PROBLEM DETAILS
An identical copy of all records below is to be written out.
[[ PROVIDED ENTRIES open ]]
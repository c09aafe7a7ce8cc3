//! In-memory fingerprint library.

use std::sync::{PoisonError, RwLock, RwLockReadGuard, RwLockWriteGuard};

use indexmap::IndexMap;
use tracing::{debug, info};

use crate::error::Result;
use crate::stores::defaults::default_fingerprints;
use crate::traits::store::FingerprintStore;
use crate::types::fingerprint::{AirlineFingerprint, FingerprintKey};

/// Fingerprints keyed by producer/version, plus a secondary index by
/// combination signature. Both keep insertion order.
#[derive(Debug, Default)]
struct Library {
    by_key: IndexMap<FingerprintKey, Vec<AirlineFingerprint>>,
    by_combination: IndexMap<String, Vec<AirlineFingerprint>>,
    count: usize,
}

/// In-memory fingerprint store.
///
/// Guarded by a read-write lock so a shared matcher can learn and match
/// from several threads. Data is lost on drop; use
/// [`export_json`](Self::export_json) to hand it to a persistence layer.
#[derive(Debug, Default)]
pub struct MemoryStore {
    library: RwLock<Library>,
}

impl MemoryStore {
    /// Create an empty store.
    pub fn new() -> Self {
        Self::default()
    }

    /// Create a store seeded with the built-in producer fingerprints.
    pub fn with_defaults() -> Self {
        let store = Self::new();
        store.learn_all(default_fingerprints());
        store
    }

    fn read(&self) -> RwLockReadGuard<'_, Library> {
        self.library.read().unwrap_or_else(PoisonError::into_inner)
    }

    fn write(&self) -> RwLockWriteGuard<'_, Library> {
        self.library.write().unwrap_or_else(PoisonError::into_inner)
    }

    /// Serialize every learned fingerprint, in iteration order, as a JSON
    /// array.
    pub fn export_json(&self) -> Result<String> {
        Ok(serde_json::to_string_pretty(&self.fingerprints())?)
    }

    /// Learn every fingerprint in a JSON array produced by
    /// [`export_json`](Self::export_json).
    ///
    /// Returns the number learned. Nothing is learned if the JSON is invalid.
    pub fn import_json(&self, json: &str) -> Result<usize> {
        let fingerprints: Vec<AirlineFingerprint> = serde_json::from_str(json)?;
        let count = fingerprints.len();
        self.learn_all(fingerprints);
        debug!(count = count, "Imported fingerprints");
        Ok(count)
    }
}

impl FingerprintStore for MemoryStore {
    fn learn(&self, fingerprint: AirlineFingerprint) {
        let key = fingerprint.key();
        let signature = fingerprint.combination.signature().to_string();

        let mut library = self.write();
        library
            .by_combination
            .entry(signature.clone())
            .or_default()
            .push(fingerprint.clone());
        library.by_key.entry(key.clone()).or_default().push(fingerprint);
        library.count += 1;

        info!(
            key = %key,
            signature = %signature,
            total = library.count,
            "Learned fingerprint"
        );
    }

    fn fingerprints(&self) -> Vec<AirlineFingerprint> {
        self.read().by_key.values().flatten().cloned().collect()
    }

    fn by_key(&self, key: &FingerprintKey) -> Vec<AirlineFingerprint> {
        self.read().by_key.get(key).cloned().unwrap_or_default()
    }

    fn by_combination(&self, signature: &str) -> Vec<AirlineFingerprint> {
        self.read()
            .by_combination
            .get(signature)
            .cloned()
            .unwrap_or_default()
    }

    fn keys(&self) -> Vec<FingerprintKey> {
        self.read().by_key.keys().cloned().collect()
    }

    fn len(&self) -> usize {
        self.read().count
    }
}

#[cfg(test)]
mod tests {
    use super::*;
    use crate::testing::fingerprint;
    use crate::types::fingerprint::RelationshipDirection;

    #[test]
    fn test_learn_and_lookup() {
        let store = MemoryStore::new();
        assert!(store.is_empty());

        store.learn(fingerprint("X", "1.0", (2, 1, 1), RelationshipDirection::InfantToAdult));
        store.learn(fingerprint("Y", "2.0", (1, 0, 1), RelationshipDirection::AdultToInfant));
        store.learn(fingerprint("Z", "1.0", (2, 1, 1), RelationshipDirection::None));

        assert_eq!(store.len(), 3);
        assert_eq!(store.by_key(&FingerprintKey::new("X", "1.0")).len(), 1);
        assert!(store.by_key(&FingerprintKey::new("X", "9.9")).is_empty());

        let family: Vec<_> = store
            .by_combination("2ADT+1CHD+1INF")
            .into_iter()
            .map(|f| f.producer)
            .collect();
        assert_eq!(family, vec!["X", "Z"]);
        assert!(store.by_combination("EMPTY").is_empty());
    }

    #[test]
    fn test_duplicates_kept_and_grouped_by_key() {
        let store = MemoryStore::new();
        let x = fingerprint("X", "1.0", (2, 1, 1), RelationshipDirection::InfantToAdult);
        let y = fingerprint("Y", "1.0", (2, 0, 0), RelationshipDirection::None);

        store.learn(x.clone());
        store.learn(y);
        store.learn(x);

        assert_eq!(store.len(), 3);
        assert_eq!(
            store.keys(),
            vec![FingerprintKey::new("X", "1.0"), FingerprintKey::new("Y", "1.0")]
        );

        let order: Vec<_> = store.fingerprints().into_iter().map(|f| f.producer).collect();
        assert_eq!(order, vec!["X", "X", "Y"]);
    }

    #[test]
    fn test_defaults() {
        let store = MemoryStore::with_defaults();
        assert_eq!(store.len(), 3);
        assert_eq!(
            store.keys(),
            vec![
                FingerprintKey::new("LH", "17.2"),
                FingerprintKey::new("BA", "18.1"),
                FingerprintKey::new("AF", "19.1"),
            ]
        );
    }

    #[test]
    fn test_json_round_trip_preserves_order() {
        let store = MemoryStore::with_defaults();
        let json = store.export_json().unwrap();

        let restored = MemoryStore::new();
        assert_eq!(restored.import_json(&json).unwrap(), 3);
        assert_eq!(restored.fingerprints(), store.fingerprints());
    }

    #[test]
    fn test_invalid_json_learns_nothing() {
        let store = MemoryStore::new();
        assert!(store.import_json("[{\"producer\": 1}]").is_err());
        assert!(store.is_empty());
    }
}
[[ PROVIDED ENTRIES closed ]]
RESPONSE AREA
repository c09aafe7a7ce8cc3
//! In-memory fingerprint library.

use std::sync::{PoisonError, RwLock, RwLockReadGuard, RwLockWriteGuard};

use indexmap::IndexMap;
use tracing::{debug, info};

use crate::error::Result;
use crate::stores::defaults::default_fingerprints;
use crate::traits::store::FingerprintStore;
use crate::types::fingerprint::{AirlineFingerprint, FingerprintKey};

/// Fingerprints keyed by producer/version, plus a secondary index by
/// combination signature. Both keep insertion order.
#[derive(Debug, Default)]
struct Library {
    by_key: IndexMap<FingerprintKey, Vec<AirlineFingerprint>>,
    by_combination: IndexMap<String, Vec<AirlineFingerprint>>,
    count: usize,
}

/// In-memory fingerprint store.
///
/// Guarded by a read-write lock so a shared matcher can learn and match
/// from several threads. Data is lost on drop; use
/// [`export_json`](Self::export_json) to hand it to a persistence layer.
#[derive(Debug, Default)]
pub struct MemoryStore {
    library: RwLock<Library>,
}

impl MemoryStore {
    /// Create an empty store.
    pub fn new() -> Self {
        Self::default()
    }

    /// Create a store seeded with the built-in producer fingerprints.
    pub fn with_defaults() -> Self {
        let store = Self::new();
        store.learn_all(default_fingerprints());
        store
    }

    fn read(&self) -> RwLockReadGuard<'_, Library> {
        self.library.read().unwrap_or_else(PoisonError::into_inner)
    }

    fn write(&self) -> RwLockWriteGuard<'_, Library> {
        self.library.write().unwrap_or_else(PoisonError::into_inner)
    }

    /// Serialize every learned fingerprint, in iteration order, as a JSON
    /// array.
    pub fn export_json(&self) -> Result<String> {
        Ok(serde_json::to_string_pretty(&self.fingerprints())?)
    }

    /// Learn every fingerprint in a JSON array produced by
    /// [`export_json`](Self::export_json).
    ///
    /// Returns the number learned. Nothing is learned if the JSON is invalid.
    pub fn import_json(&self, json: &str) -> Result<usize> {
        let fingerprints: Vec<AirlineFingerprint> = serde_json::from_str(json)?;
        let count = fingerprints.len();
        self.learn_all(fingerprints);
        debug!(count = count, "Imported fingerprints");
        Ok(count)
    }
}

impl FingerprintStore for MemoryStore {
    fn learn(&self, fingerprint: AirlineFingerprint) {
        let key = fingerprint.key();
        let signature = fingerprint.combination.signature().to_string();

        let mut library = self.write();
        library
            .by_combination
            .entry(signature.clone())
            .or_default()
            .push(fingerprint.clone());
        library.by_key.entry(key.clone()).or_default().push(fingerprint);
        library.count += 1;

        info!(
            key = %key,
            signature = %signature,
            total = library.count,
            "Learned fingerprint"
        );
    }

    fn fingerprints(&self) -> Vec<AirlineFingerprint> {
        self.read().by_key.values().flatten().cloned().collect()
    }

    fn by_key(&self, key: &FingerprintKey) -> Vec<AirlineFingerprint> {
        self.read().by_key.get(key).cloned().unwrap_or_default()
    }

    fn by_combination(&self, signature: &str) -> Vec<AirlineFingerprint> {
        self.read()
            .by_combination
            .get(signature)
            .cloned()
            .unwrap_or_default()
    }

    fn keys(&self) -> Vec<FingerprintKey> {
        self.read().by_key.keys().cloned().collect()
    }

    fn len(&self) -> usize {
        self.read().count
    }
}

#[cfg(test)]
mod tests {
    use super::*;
    use crate::testing::fingerprint;
    use crate::types::fingerprint::RelationshipDirection;

    #[test]
    fn test_learn_and_lookup() {
        let store = MemoryStore::new();
        assert!(store.is_empty());

        store.learn(fingerprint("X", "1.0", (2, 1, 1), RelationshipDirection::InfantToAdult));
        store.learn(fingerprint("Y", "2.0", (1, 0, 1), RelationshipDirection::AdultToInfant));
        store.learn(fingerprint("Z", "1.0", (2, 1, 1), RelationshipDirection::None));

        assert_eq!(store.len(), 3);
        assert_eq!(store.by_key(&FingerprintKey::new("X", "1.0")).len(), 1);
        assert!(store.by_key(&FingerprintKey::new("X", "9.9")).is_empty());

        let family: Vec<_> = store
            .by_combination("2ADT+1CHD+1INF")
            .into_iter()
            .map(|f| f.producer)
            .collect();
        assert_eq!(family, vec!["X", "Z"]);
        assert!(store.by_combination("EMPTY").is_empty());
    }

    #[test]
    fn test_duplicates_kept_and_grouped_by_key() {
        let store = MemoryStore::new();
        let x = fingerprint("X", "1.0", (2, 1, 1), RelationshipDirection::InfantToAdult);
        let y = fingerprint("Y", "1.0", (2, 0, 0), RelationshipDirection::None);

        store.learn(x.clone());
        store.learn(y);
        store.learn(x);

        assert_eq!(store.len(), 3);
        assert_eq!(
            store.keys(),
            vec![FingerprintKey::new("X", "1.0"), FingerprintKey::new("Y", "1.0")]
        );

        let order: Vec<_> = store.fingerprints().into_iter().map(|f| f.producer).collect();
        assert_eq!(order, vec!["X", "X", "Y"]);
    }

    #[test]
    fn test_defaults() {
        let store = MemoryStore::with_defaults();
        assert_eq!(store.len(), 3);
        assert_eq!(
            store.keys(),
            vec![
                FingerprintKey::new("LH", "17.2"),
                FingerprintKey::new("BA", "18.1"),
                FingerprintKey::new("AF", "19.1"),
            ]
        );
    }

    #[test]
    fn test_json_round_trip_preserves_order() {
        let store = MemoryStore::with_defaults();
        let json = store.export_json().unwrap();

        let restored = MemoryStore::new();
        assert_eq!(restored.import_json(&json).unwrap(), 3);
        assert_eq!(restored.fingerprints(), store.fingerprints());
    }

    #[test]
    fn test_invalid_json_learns_nothing() {
        let store = MemoryStore::new();
        assert!(store.import_json("[{\"producer\": 1}]").is_err());
        assert!(store.is_empty());
    }
}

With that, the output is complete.